(Stored data)
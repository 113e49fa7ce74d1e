// ETHDFS — NETWORK: DATAPATH MODULE
// Raw-socket link driver. Binds an AF_PACKET socket to the EtherDFS
// EtherType on one interface, transmits best-effort, and runs a receive
// thread that offers every incoming frame to the engine's inbox through
// the two-phase claim/commit protocol.

use std::os::unix::io::RawFd;
use std::sync::atomic::{AtomicBool, Ordering};
use std::sync::Arc;

use crate::engine::protocol::FRAME_SIZE;
use crate::engine::transport::{Inbox, Link};

/// EtherDFS EtherType as the kernel wants it: network byte order, so the
/// wire carries the bytes ED F5.
const ETH_P_EDFS: u16 = 0xEDF5;

/// Driver slot numbers presented on the CLI map into the interface scan
/// list starting here (the historic packet-driver vector range).
pub const SLOT_BASE: u8 = 0x60;
pub const SLOT_MAX: u8 = 0x80;

// ============================================================================
// INTERFACE SCAN
// ============================================================================

/// Candidate interfaces in scan order: every non-loopback device the kernel
/// knows, sorted by name so slot numbers are stable across runs.
pub fn list_interfaces() -> Vec<String> {
    let mut names = Vec::new();
    if let Ok(dir) = std::fs::read_dir("/sys/class/net") {
        for entry in dir.flatten() {
            if let Some(name) = entry.file_name().to_str() {
                if name != "lo" {
                    names.push(name.to_string());
                }
            }
        }
    }
    names.sort();
    names
}

/// Read the hardware MAC address of an interface from sysfs.
pub fn detect_mac(iface: &str) -> Option<[u8; 6]> {
    let text = std::fs::read_to_string(format!("/sys/class/net/{}/address", iface)).ok()?;
    crate::engine::protocol::parse_mac(text.trim())
}

// ============================================================================
// PACKET LINK
// ============================================================================

pub struct PacketLink {
    fd: RawFd,
    ifindex: i32,
    iface: String,
    mac: [u8; 6],
    stop: Arc<AtomicBool>,
    rx: Option<std::thread::JoinHandle<()>>,
}

impl PacketLink {
    /// Open the link on the pinned slot, or auto-scan the interface list.
    pub fn open(slot: Option<u8>, inbox: Arc<Inbox>, quiet: bool) -> Option<PacketLink> {
        let candidates = list_interfaces();
        let picks: Vec<&String> = match slot {
            Some(s) => {
                if !(SLOT_BASE..=SLOT_MAX).contains(&s) {
                    return None;
                }
                let idx = (s - SLOT_BASE) as usize;
                candidates.get(idx).into_iter().collect()
            }
            None => candidates.iter().collect(),
        };
        for iface in picks {
            if let Some(link) = Self::try_open(iface, inbox.clone(), quiet) {
                return Some(link);
            }
        }
        None
    }

    fn try_open(iface: &str, inbox: Arc<Inbox>, quiet: bool) -> Option<PacketLink> {
        let mac = detect_mac(iface)?;
        // SAFETY: plain socket(2) call; the fd is checked before use.
        let fd = unsafe { libc::socket(libc::AF_PACKET, libc::SOCK_RAW, ETH_P_EDFS.to_be() as i32) };
        if fd < 0 {
            if !quiet {
                eprintln!("[ETHDFS-PKT] {}: raw socket refused (need CAP_NET_RAW?)", iface);
            }
            return None;
        }
        let c_name = std::ffi::CString::new(iface).ok()?;
        // SAFETY: c_name is a valid NUL-terminated string.
        let ifindex = unsafe { libc::if_nametoindex(c_name.as_ptr()) } as i32;
        if ifindex == 0 {
            // SAFETY: fd came from socket() above.
            unsafe { libc::close(fd) };
            return None;
        }
        // SAFETY: Type is repr(C) and all-zeroes is a valid bit pattern.
        let mut addr: libc::sockaddr_ll = unsafe { std::mem::zeroed() };
        addr.sll_family = libc::AF_PACKET as u16;
        addr.sll_protocol = ETH_P_EDFS.to_be();
        addr.sll_ifindex = ifindex;
        // SAFETY: addr is a fully initialized sockaddr_ll for this fd's family.
        let rc = unsafe {
            libc::bind(
                fd,
                &addr as *const libc::sockaddr_ll as *const libc::sockaddr,
                std::mem::size_of::<libc::sockaddr_ll>() as libc::socklen_t,
            )
        };
        if rc != 0 {
            // SAFETY: fd came from socket() above.
            unsafe { libc::close(fd) };
            return None;
        }

        let stop = Arc::new(AtomicBool::new(false));
        let rx = spawn_receiver(fd, inbox, stop.clone());
        if !quiet {
            eprintln!("[ETHDFS-PKT] bound to {} ({})", iface, crate::engine::protocol::fmt_mac(&mac));
        }
        Some(PacketLink { fd, ifindex, iface: iface.to_string(), mac, stop, rx: Some(rx) })
    }

    pub fn local_mac(&self) -> [u8; 6] {
        self.mac
    }

    pub fn iface(&self) -> &str {
        &self.iface
    }
}

impl Link for PacketLink {
    fn send(&mut self, frame: &[u8]) {
        // SAFETY: Type is repr(C) and all-zeroes is a valid bit pattern.
        let mut addr: libc::sockaddr_ll = unsafe { std::mem::zeroed() };
        addr.sll_family = libc::AF_PACKET as u16;
        addr.sll_protocol = ETH_P_EDFS.to_be();
        addr.sll_ifindex = self.ifindex;
        addr.sll_halen = 6;
        addr.sll_addr[..6].copy_from_slice(&frame[..6]);
        // SAFETY: frame points to valid bytes; addr is initialized. Emit is
        // best-effort, the transport's retry loop covers losses.
        unsafe {
            libc::sendto(
                self.fd,
                frame.as_ptr() as *const libc::c_void,
                frame.len(),
                0,
                &addr as *const libc::sockaddr_ll as *const libc::sockaddr,
                std::mem::size_of::<libc::sockaddr_ll>() as libc::socklen_t,
            );
        }
    }
}

impl Drop for PacketLink {
    fn drop(&mut self) {
        self.stop.store(true, Ordering::Relaxed);
        if let Some(rx) = self.rx.take() {
            let _ = rx.join();
        }
        // SAFETY: fd is owned by this struct and closed exactly once.
        unsafe { libc::close(self.fd) };
    }
}

/// Receive loop. Mirrors the packet-driver contract: learn the frame's size
/// first, claim the inbox for exactly that size, then fill and publish.
/// Frames the inbox refuses (busy, oversized) are drained and dropped.
fn spawn_receiver(fd: RawFd, inbox: Arc<Inbox>, stop: Arc<AtomicBool>) -> std::thread::JoinHandle<()> {
    std::thread::spawn(move || {
        let mut scratch = [0u8; 2048];
        while !stop.load(Ordering::Relaxed) {
            let mut pfd = libc::pollfd { fd, events: libc::POLLIN, revents: 0 };
            // SAFETY: pfd references a live fd; 50 ms timeout bounds the wait.
            let ready = unsafe { libc::poll(&mut pfd, 1, 50) };
            if ready <= 0 {
                continue;
            }
            // phase 1: how large is the pending frame?
            // SAFETY: scratch is a valid buffer; PEEK|TRUNC returns the real size.
            let peeked = unsafe {
                libc::recv(
                    fd,
                    scratch.as_mut_ptr() as *mut libc::c_void,
                    1,
                    libc::MSG_PEEK | libc::MSG_TRUNC,
                )
            };
            if peeked <= 0 {
                continue;
            }
            match inbox.begin_fill(peeked as usize) {
                Some(ptr) => {
                    // SAFETY: begin_fill granted `peeked` bytes of the slot;
                    // recv writes at most FRAME_SIZE (it refused larger).
                    let got = unsafe {
                        libc::recv(fd, ptr as *mut libc::c_void, FRAME_SIZE, 0)
                    };
                    if got == peeked {
                        inbox.commit_fill();
                    } else {
                        inbox.clear(); // size changed under us; drop it
                    }
                }
                None => {
                    // phase 1 refused: consume and drop the frame
                    // SAFETY: scratch bounds the read; TRUNC discards the rest.
                    unsafe {
                        libc::recv(
                            fd,
                            scratch.as_mut_ptr() as *mut libc::c_void,
                            scratch.len(),
                            libc::MSG_TRUNC,
                        )
                    };
                }
            }
        }
    })
}

// ============================================================================
// TESTS
// ============================================================================

#[cfg(test)]
mod tests {
    use super::*;

    #[test]
    fn interface_scan_excludes_loopback() {
        assert!(!list_interfaces().iter().any(|n| n == "lo"));
    }

    #[test]
    fn detect_mac_unknown_interface() {
        assert!(detect_mac("no-such-if0").is_none());
    }

    #[test]
    fn slot_range_is_the_historic_vector_window() {
        assert_eq!(SLOT_BASE, 0x60);
        assert_eq!(SLOT_MAX, 0x80);
    }
}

**Exercise details**
Only lines with the word "clone" go in the answer. Take them all from the entries above.

**Your solution**
            if let Some(link) = Self::try_open(iface, inbox.clone(), quiet) {
        let rx = spawn_receiver(fd, inbox, stop.clone());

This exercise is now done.